[Data extracts]
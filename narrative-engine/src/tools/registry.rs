//! Tool registry - name-keyed handler map with uniform failure capture.

use futures::future::join_all;
use serde_json::Value;
use std::collections::HashMap;
use std::sync::Arc;
use std::time::{Duration, Instant};
use tokio::sync::RwLock;
use tracing::{debug, error, warn};

use tutor_agent::{ToolCall, ToolDefinition};

use super::types::{ToolContext, ToolInvocation, ToolResult};
use crate::error::{EngineError, Result};

/// Default upper bound for a single tool execution.
const DEFAULT_TOOL_TIMEOUT: Duration = Duration::from_secs(15);

/// A capability the tutor may invoke.
#[async_trait::async_trait]
pub trait ToolHandler: Send + Sync {
    /// Name the model uses to call this tool.
    fn name(&self) -> &'static str;

    /// Schema advertised to the model.
    fn definition(&self) -> ToolDefinition;

    /// Execute with already-decoded JSON arguments.
    async fn execute(&self, args: &Value, ctx: &ToolContext) -> Result<Value>;
}

/// Dispatches tool calls to registered handlers.
///
/// `execute` never returns an error: unknown tools, handler errors, panics
/// and timeouts all come back as a failed [`ToolResult`].
///
/// Each handler runs on its own task. A timeout ends the wait only; the
/// handler keeps running to completion so its writes land whole.
pub struct ToolRegistry {
    handlers: Arc<RwLock<HashMap<String, Arc<dyn ToolHandler>>>>,
    timeout: Duration,
}

impl ToolRegistry {
    pub fn new() -> Self {
        Self::with_timeout(DEFAULT_TOOL_TIMEOUT)
    }

    pub fn with_timeout(timeout: Duration) -> Self {
        Self {
            handlers: Arc::new(RwLock::new(HashMap::new())),
            timeout,
        }
    }

    /// Register a handler, replacing any previous one with the same name.
    pub async fn register_handler(&self, handler: Arc<dyn ToolHandler>) {
        let mut handlers = self.handlers.write().await;
        handlers.insert(handler.name().to_string(), handler);
    }

    /// Tool schema for the model, sorted by name.
    pub async fn definitions(&self) -> Vec<ToolDefinition> {
        let handlers = self.handlers.read().await;
        let mut defs: Vec<ToolDefinition> = handlers.values().map(|h| h.definition()).collect();
        defs.sort_by(|a, b| a.name.cmp(&b.name));
        defs
    }

    pub async fn tool_names(&self) -> Vec<String> {
        let handlers = self.handlers.read().await;
        let mut names: Vec<String> = handlers.keys().cloned().collect();
        names.sort();
        names
    }

    /// Execute one tool by name.
    pub async fn execute(&self, tool_name: &str, args: &Value, ctx: &ToolContext) -> ToolResult {
        let handler = {
            let handlers = self.handlers.read().await;
            handlers.get(tool_name).cloned()
        };

        let Some(handler) = handler else {
            warn!(tool = %tool_name, session_id = %ctx.session_id, "Unknown tool requested");
            return ToolResult::failed(&EngineError::Validation(format!(
                "unknown tool: {}",
                tool_name
            )));
        };

        let task = {
            let args = args.clone();
            let ctx = ctx.clone();
            tokio::spawn(async move { handler.execute(&args, &ctx).await })
        };
        let outcome = match tokio::time::timeout(self.timeout, task).await {
            Ok(Ok(result)) => result,
            Ok(Err(join_err)) if join_err.is_panic() => {
                Err(EngineError::System(format!("tool {} panicked", tool_name)))
            }
            Ok(Err(join_err)) => Err(EngineError::System(format!(
                "tool {} aborted: {}",
                tool_name, join_err
            ))),
            Err(_) => {
                debug!(tool = %tool_name, session_id = %ctx.session_id, "Tool still running after timeout");
                Err(EngineError::timeout(format!(
                    "tool {} exceeded {}ms",
                    tool_name,
                    self.timeout.as_millis()
                )))
            }
        };

        match outcome {
            Ok(data) => ToolResult::ok(data),
            Err(err) => {
                match &err {
                    EngineError::System(_) => {
                        error!(tool = %tool_name, session_id = %ctx.session_id, error = %err, "Tool failed")
                    }
                    _ => {
                        warn!(tool = %tool_name, session_id = %ctx.session_id, error = %err, "Tool failed")
                    }
                }
                ToolResult::failed(&err)
            }
        }
    }

    /// Execute a batch of model tool calls concurrently.
    ///
    /// Results come back in call order; one failure never affects the others.
    pub async fn execute_all(&self, calls: &[ToolCall], ctx: &ToolContext) -> Vec<ToolInvocation> {
        let runs = calls.iter().map(|call| async move {
            let started = Instant::now();
            let result = self.execute(&call.name, &call.arguments, ctx).await;
            let duration_ms = started.elapsed().as_millis() as u64;
            debug!(
                tool = %call.name,
                call_id = %call.id,
                success = result.success,
                duration_ms,
                "Tool call finished"
            );
            ToolInvocation {
                call_id: call.id.clone(),
                tool_name: call.name.clone(),
                arguments: call.arguments.clone(),
                result,
                duration_ms,
            }
        });
        join_all(runs).await
    }
}

impl Default for ToolRegistry {
    fn default() -> Self {
        Self::new()
    }
}

#[cfg(test)]
mod tests {
    use super::*;
    use serde_json::json;
    use std::sync::atomic::{AtomicBool, Ordering};

    struct Echo;

    #[async_trait::async_trait]
    impl ToolHandler for Echo {
        fn name(&self) -> &'static str {
            "echo"
        }
        fn definition(&self) -> ToolDefinition {
            ToolDefinition::new("echo", "Echo arguments", json!({"type": "object"}))
        }
        async fn execute(&self, args: &Value, _ctx: &ToolContext) -> Result<Value> {
            Ok(args.clone())
        }
    }

    struct Boom;

    #[async_trait::async_trait]
    impl ToolHandler for Boom {
        fn name(&self) -> &'static str {
            "boom"
        }
        fn definition(&self) -> ToolDefinition {
            ToolDefinition::new("boom", "Always panics", json!({"type": "object"}))
        }
        async fn execute(&self, _args: &Value, _ctx: &ToolContext) -> Result<Value> {
            panic!("handler bug");
        }
    }

    struct Slow;

    #[async_trait::async_trait]
    impl ToolHandler for Slow {
        fn name(&self) -> &'static str {
            "slow"
        }
        fn definition(&self) -> ToolDefinition {
            ToolDefinition::new("slow", "Sleeps", json!({"type": "object"}))
        }
        async fn execute(&self, _args: &Value, _ctx: &ToolContext) -> Result<Value> {
            tokio::time::sleep(Duration::from_secs(5)).await;
            Ok(Value::Null)
        }
    }

    struct Marker {
        done: Arc<AtomicBool>,
    }

    #[async_trait::async_trait]
    impl ToolHandler for Marker {
        fn name(&self) -> &'static str {
            "marker"
        }
        fn definition(&self) -> ToolDefinition {
            ToolDefinition::new("marker", "Sleeps, then marks done", json!({"type": "object"}))
        }
        async fn execute(&self, _args: &Value, _ctx: &ToolContext) -> Result<Value> {
            tokio::time::sleep(Duration::from_millis(150)).await;
            self.done.store(true, Ordering::SeqCst);
            Ok(Value::Null)
        }
    }

    async fn registry() -> ToolRegistry {
        let registry = ToolRegistry::with_timeout(Duration::from_millis(50));
        registry.register_handler(Arc::new(Echo)).await;
        registry.register_handler(Arc::new(Boom)).await;
        registry.register_handler(Arc::new(Slow)).await;
        registry
    }

    fn ctx() -> ToolContext {
        ToolContext::new("t", "s", "l")
    }

    #[tokio::test]
    async fn test_unknown_tool_is_validation_error() {
        let result = registry().await.execute("fly", &json!({}), &ctx()).await;
        assert!(!result.success);
        assert_eq!(result.error_type(), Some("ValidationError"));
    }

    #[tokio::test]
    async fn test_panic_becomes_system_error() {
        let result = registry().await.execute("boom", &json!({}), &ctx()).await;
        assert_eq!(result.error_type(), Some("SystemError"));
    }

    #[tokio::test]
    async fn test_timeout_becomes_upstream_error() {
        let result = registry().await.execute("slow", &json!({}), &ctx()).await;
        assert_eq!(result.error_type(), Some("UpstreamError"));
    }

    #[tokio::test]
    async fn test_timed_out_handler_runs_to_completion() {
        let done = Arc::new(AtomicBool::new(false));
        let registry = registry().await;
        registry
            .register_handler(Arc::new(Marker {
                done: Arc::clone(&done),
            }))
            .await;

        let result = registry.execute("marker", &json!({}), &ctx()).await;
        assert_eq!(result.error_type(), Some("UpstreamError"));
        assert!(!done.load(Ordering::SeqCst));

        tokio::time::sleep(Duration::from_millis(400)).await;
        assert!(done.load(Ordering::SeqCst));
    }

    #[tokio::test]
    async fn test_batch_keeps_order_and_isolates_failures() {
        let registry = registry().await;
        let calls = vec![
            ToolCall::new("echo", json!({"n": 1})),
            ToolCall::new("boom", json!({})),
            ToolCall::new("echo", json!({"n": 2})),
        ];
        let results = registry.execute_all(&calls, &ctx()).await;

        assert_eq!(results.len(), 3);
        assert_eq!(results[0].result.data, Some(json!({"n": 1})));
        assert!(!results[1].result.success);
        assert_eq!(results[2].call_id, calls[2].id);
        assert!(results[2].result.success);
    }

    #[tokio::test]
    async fn test_definitions_sorted() {
        let names: Vec<String> = registry()
            .await
            .definitions()
            .await
            .into_iter()
            .map(|d| d.name)
            .collect();
        assert_eq!(names, vec!["boom", "echo", "slow"]);
    }
}
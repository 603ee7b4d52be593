//! Configuration for the narrative engine.

use serde::{Deserialize, Serialize};
use std::time::Duration;

/// Engine-wide tuning knobs.
///
/// Every field has a default so a partial YAML document is enough.
#[derive(Debug, Clone, PartialEq, Serialize, Deserialize)]
#[serde(default)]
pub struct EngineConfig {
    /// Number of prior messages included in the model context
    pub history_window: usize,
    /// Number of mastery events returned with progress
    pub recent_events_limit: usize,
    /// Turns allowed to wait behind the in-flight turn of a session (0 = reject when busy)
    pub max_queued_turns: usize,
    /// Default deadline for one turn's model calls in ms (0 = none)
    pub turn_deadline_ms: u64,
    /// Upper bound for a single tool execution in ms
    pub tool_timeout_ms: u64,
    /// Hard ceiling for `search_nuggets` limit
    pub search_limit_max: usize,
    /// Score subtracted when a choice reveals a gap
    pub choice_gap_penalty: f64,
    /// Score added when a choice confirms mastery
    pub choice_mastery_bonus: f64,
    /// Entries retained in the question log
    pub question_log_capacity: usize,
    /// Buffered outbound events per real-time connection
    pub realtime_channel_capacity: usize,
    /// Model sampling temperature
    pub temperature: f32,
    /// Max tokens per model response
    pub max_tokens: u32,
}

impl Default for EngineConfig {
    fn default() -> Self {
        Self {
            history_window: 20,
            recent_events_limit: 10,
            max_queued_turns: 2,
            turn_deadline_ms: 60_000,
            tool_timeout_ms: 15_000,
            search_limit_max: 50,
            choice_gap_penalty: 20.0,
            choice_mastery_bonus: 20.0,
            question_log_capacity: 1_000,
            realtime_channel_capacity: 64,
            temperature: 0.7,
            max_tokens: 1024,
        }
    }
}

impl EngineConfig {
    /// Load config from YAML.
    pub fn from_yaml(yaml: &str) -> Result<Self, serde_yaml::Error> {
        serde_yaml::from_str(yaml)
    }

    /// Serialize to YAML.
    pub fn to_yaml(&self) -> Result<String, serde_yaml::Error> {
        serde_yaml::to_string(self)
    }

    /// Default turn deadline, if any.
    pub fn turn_deadline(&self) -> Option<Duration> {
        (self.turn_deadline_ms > 0).then(|| Duration::from_millis(self.turn_deadline_ms))
    }

    /// Per-tool execution bound.
    pub fn tool_timeout(&self) -> Duration {
        Duration::from_millis(self.tool_timeout_ms)
    }
}

#[cfg(test)]
mod tests {
    use super::*;

    #[test]
    fn test_partial_yaml_uses_defaults() {
        let config = EngineConfig::from_yaml("history_window: 5\nmax_queued_turns: 0\n").unwrap();
        assert_eq!(config.history_window, 5);
        assert_eq!(config.max_queued_turns, 0);
        assert_eq!(config.search_limit_max, 50);
    }

    #[test]
    fn test_zero_deadline_disables_it() {
        let config = EngineConfig {
            turn_deadline_ms: 0,
            ..Default::default()
        };
        assert!(config.turn_deadline().is_none());
        assert_eq!(
            EngineConfig::default().turn_deadline(),
            Some(Duration::from_secs(60))
        );
    }

    #[test]
    fn test_yaml_roundtrip() {
        let yaml = EngineConfig::default().to_yaml().unwrap();
        assert_eq!(EngineConfig::from_yaml(&yaml).unwrap(), EngineConfig::default());
    }
}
[/Data extracts]
What is needed
Your answer should consist of the lines of the listing that contain "RwLock", copied as they stand.

Final answer
use tokio::sync::RwLock;
    handlers: Arc<RwLock<HashMap<String, Arc<dyn ToolHandler>>>>,
            handlers: Arc::new(RwLock::new(HashMap::new())),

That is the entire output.